The Magnifying Media
The same competitiveness that drives those lurid crime stories is at work in the Richard Clarke drama.
Yep, the media have countless faults. Lately, it seems the whole news business is flying down the chute to some well-deserved hell.
But there's one thing the trade has gotten really good at. It's a skill that's on florid display these days, and while we're all kvetching about lousy journalism, it deserves a nod.
I'm talking about the media's ability to take a single news story and blow it up to such gigantic proportions that it appears to blot out the rest of our collective reality. I say "appears" because it's really just an illusion. No matter how much play a story gets, it's never the only news being reported.
Still, there's a sense out there that this special talent, this tendency to magnify certain stories to many times their original size, is dangerous. In the late '90s, there was mass revulsion at the media's fascination with the Clinton-Lewinsky scandal and a broad belief that the story had been overinflated. There are always several true-crime cases taking up national media space that they don't seem to deserve. Who magnified Scott and Laci, and what were they thinking?
There's a healthy human reaction against media sensations, a suspicion we're being taken for a ride, conned. And often we are.
But there's a major upside to the magnification effect, one that's generally overlooked. It's playing out before us right now in the Richard Clarke story. Two weeks ago, very few Americans had heard of Clarke. I'd wager that most journalists outside Washington didn't know his name. Now the entire global media establishment speaks about him as if he's always been the Richard Clarke, giant-killer. "Four successive U.S. presidents have picked Richard Clarke to defend the country against terrorists," began a BBC story I saw online this week. Defend the country. He's not just a bureaucrat, he's a one-man army!

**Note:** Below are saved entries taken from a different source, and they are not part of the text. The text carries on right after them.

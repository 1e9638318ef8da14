//! Value formatting for axis ticks and tooltips

/// Format a rate metric as a percentage: `0.1234` -> `"12.3%"` at one
/// decimal. Axis ticks use one decimal, tooltips two.
pub fn format_percent(value: f64, decimals: usize) -> String {
    format!("{:.*}%", decimals, value * 100.0)
}

/// Format a size metric with grouped thousands: `1234567` -> `"1,234,567"`.
/// Fractional values keep up to three decimals, trailing zeros trimmed.
pub fn format_grouped(value: f64) -> String {
    if !value.is_finite() {
        return value.to_string();
    }

    let negative = value < 0.0;
    let rounded = (value.abs() * 1000.0).round() / 1000.0;
    let integer = rounded.trunc() as u64;
    let fraction = rounded.fract();

    let digits = integer.to_string();
    let mut grouped = String::with_capacity(digits.len() + digits.len() / 3);
    for (i, ch) in digits.chars().enumerate() {
        if i > 0 && (digits.len() - i) % 3 == 0 {
            grouped.push(',');
        }
        grouped.push(ch);
    }

    let mut out = String::new();
    if negative {
        out.push('-');
    }
    out.push_str(&grouped);

    if fraction > 0.0 {
        let frac_str = format!("{fraction:.3}");
        let trimmed = frac_str.trim_start_matches("0.").trim_end_matches('0');
        if !trimmed.is_empty() {
            out.push('.');
            out.push_str(trimmed);
        }
    }
    out
}
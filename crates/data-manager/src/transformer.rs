//! Row transformation
//!
//! Maps raw table rows to typed [`PointRecord`]s, order-preserving, with
//! numeric coercion and invalid-row filtering. Runs only after the payload
//! has passed [`crate::validator::validate`].

use creative_scatter_shared::{
    roles, DataPayload, PointRecord, ScatterError, ScatterResult,
};
use serde_json::Value;

/// Transform the default table into ordered point records.
///
/// Rows are excluded only when the image URL is empty or the coerced X/Y
/// values are non-finite; coercion itself never drops a row. The returned
/// records preserve input row order.
pub fn transform(payload: &DataPayload) -> ScatterResult<Vec<PointRecord>> {
    let rows = payload.rows().ok_or(ScatterError::MissingTable)?;

    let creative_col = required_column(payload, roles::CREATIVE_ID)?;
    let image_col = required_column(payload, roles::IMAGE_URL)?;
    let x_col = required_column(payload, roles::X_METRIC)?;
    let y_col = required_column(payload, roles::Y_METRIC)?;
    let size_col = payload.column_for_role(roles::SIZE_METRIC);

    let records: Vec<PointRecord> = rows
        .iter()
        .enumerate()
        .map(|(index, row)| PointRecord {
            id: PointRecord::key_for_index(index),
            creative_id: coerce_label(row.get(creative_col))
                .unwrap_or_else(|| format!("Creative {}", index + 1)),
            image_url: coerce_url(row.get(image_col)),
            x_value: coerce_metric(row.get(x_col), 0.0),
            y_value: coerce_metric(row.get(y_col), 0.0),
            size_value: match size_col {
                Some(col) => coerce_metric(row.get(col), 1.0),
                None => 1.0,
            },
            source: row.clone(),
        })
        .filter(|record| {
            !record.image_url.is_empty()
                && record.x_value.is_finite()
                && record.y_value.is_finite()
        })
        .collect();

    log::debug!(
        "transformed {} rows into {} point records",
        rows.len(),
        records.len()
    );
    Ok(records)
}

fn required_column<'a>(payload: &'a DataPayload, role: &str) -> ScatterResult<&'a str> {
    payload
        .column_for_role(role)
        .ok_or_else(|| ScatterError::MissingRole {
            role: role.to_string(),
        })
}

/// Numeric coercion matching the host's `parseFloat(v) || default`
/// semantics: parse failures, non-finite results and zero all collapse to
/// the default. For X/Y the default is 0 so the zero collapse is a no-op.
fn coerce_metric(value: Option<&Value>, default: f64) -> f64 {
    let parsed = match value {
        Some(Value::Number(n)) => n.as_f64(),
        Some(Value::String(s)) => s.trim().parse::<f64>().ok(),
        _ => None,
    };
    match parsed {
        Some(n) if n.is_finite() && n != 0.0 => n,
        _ => default,
    }
}

/// Creative label: any non-empty string or number renders; everything else
/// falls back to the caller's positional name.
fn coerce_label(value: Option<&Value>) -> Option<String> {
    match value {
        Some(Value::String(s)) if !s.is_empty() => Some(s.clone()),
        Some(Value::Number(n)) => Some(n.to_string()),
        _ => None,
    }
}

fn coerce_url(value: Option<&Value>) -> String {
    match value {
        Some(Value::String(s)) => s.clone(),
        _ => String::new(),
    }
}

#[cfg(test)]
mod tests {
    use super::*;

    #[test]
    fn metric_coercion_handles_numbers_and_strings() {
        assert_eq!(coerce_metric(Some(&Value::from(0.12)), 0.0), 0.12);
        assert_eq!(coerce_metric(Some(&Value::from("0.12")), 0.0), 0.12);
        assert_eq!(coerce_metric(Some(&Value::from(" 3.5 ")), 0.0), 3.5);
    }

    #[test]
    fn metric_coercion_defaults_on_parse_failure() {
        assert_eq!(coerce_metric(Some(&Value::from("n/a")), 0.0), 0.0);
        assert_eq!(coerce_metric(Some(&Value::Null), 0.0), 0.0);
        assert_eq!(coerce_metric(None, 1.0), 1.0);
        assert_eq!(coerce_metric(Some(&Value::from(true)), 1.0), 1.0);
    }

    #[test]
    fn zero_size_collapses_to_default() {
        assert_eq!(coerce_metric(Some(&Value::from(0.0)), 1.0), 1.0);
        assert_eq!(coerce_metric(Some(&Value::from(0.0)), 0.0), 0.0);
    }

    #[test]
    fn non_finite_strings_default() {
        assert_eq!(coerce_metric(Some(&Value::from("inf")), 0.0), 0.0);
        assert_eq!(coerce_metric(Some(&Value::from("NaN")), 0.0), 0.0);
    }
}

How did this happen? Over the course of a week, the Clarke story traced the ultimate trajectory for political news: Sunday on 60 Minutes; three days later, the dramatic appearance before the 9/11 commission with that inspired apology to the victims' survivors; the ensuing Washington "firestorm"; and, the following Sunday, a full-hour interview on Meet the Press with Tim Russert.
And the story is still flying high. Decades after Watergate, we're supposed to be jaded about such frenzies. You'd never know it from cruising around Washington this week. It's as though everyone in the news business is high on a fantastic new drug, but the drug is a man, his book, and what they're doing to Condi Rice and the whole Bush operation. There's a definite sense, inchoate but palpable, that if we're very lucky and say our media prayers, there might even be ... a cancer on the presidency. The enduring dream.
Dandy for Washington hacks, but what about everyone else? What does the magnification of Clarke do for them? Quite a bit. Stand back and look at this story, and it's pretty miraculous how the whole process has sped up since the Watergate days, how quickly the information gets out, how soon the firestorm narrative—a bit juvenile in its most basic form—takes on real depth and texture. Days after learning Clarke's name, any alert media consumer could recite the various versions of who was in the loop when, and why they fell out of it.
And the versions really are various. Ideological media critics make a lot of dough arguing that media bias cuts decisively in one direction or the other. But does it, really? If you watched Clarke's initial media appearances, and the giddy way the media seized on them, you might feel he was getting the hero treatment rather prematurely. But then, switch over to, say, Colin Powell last weekend with Bob Schieffer, and you got a whole different take on the man and his tenure. Then there was the mesmerizing Russert appearance, which wasn't about partisan swordplay, but character. It was like a massive group-therapy session, with Tim as shrink, guiding the rest of us along as we tried to figure out whether the new guy is for real or just a slick, venal score-settler—or maybe both.
We're even starting to learn the nuances of Clarke's own relationships with the media, a topic that wasn't even part of the game 20 years ago. (Indeed, the media are especially good at magnifying their own scandals. There's a reason Jayson Blair is more famous than most serial killers.)
The point is, magnification works. It isn't always pretty, particularly when the story you're staring at day and night wasn't worth enlarging in the first place. We all deserve a break from gruesome crimes among lumpen Californians. But the same intense focus, the same fierce media competitiveness that drives those lurid crime stories, is at work on really significant stories like the Clarke drama. It's nice to imagine a media establishment wise enough to distinguish between the two—one that had a better sense of when to magnify and why. For the moment, let's appreciate what we've got.
Just a year ago, the president was taking the country to war, a project of enormous danger and consequence. The air was full of rational policy arguments: Saddam was evil, and the world would be a better, safer place without him. But there was a nagging feeling that this war wasn't finally rooted in policy, but in the president himself. Bush seemed to have a deep personal fixation on Iraq and its dictator that made war inevitable. Why? What was that all about? It's the great story that nobody's nailed. Now, thanks to our magnifying ways, we may be getting closer.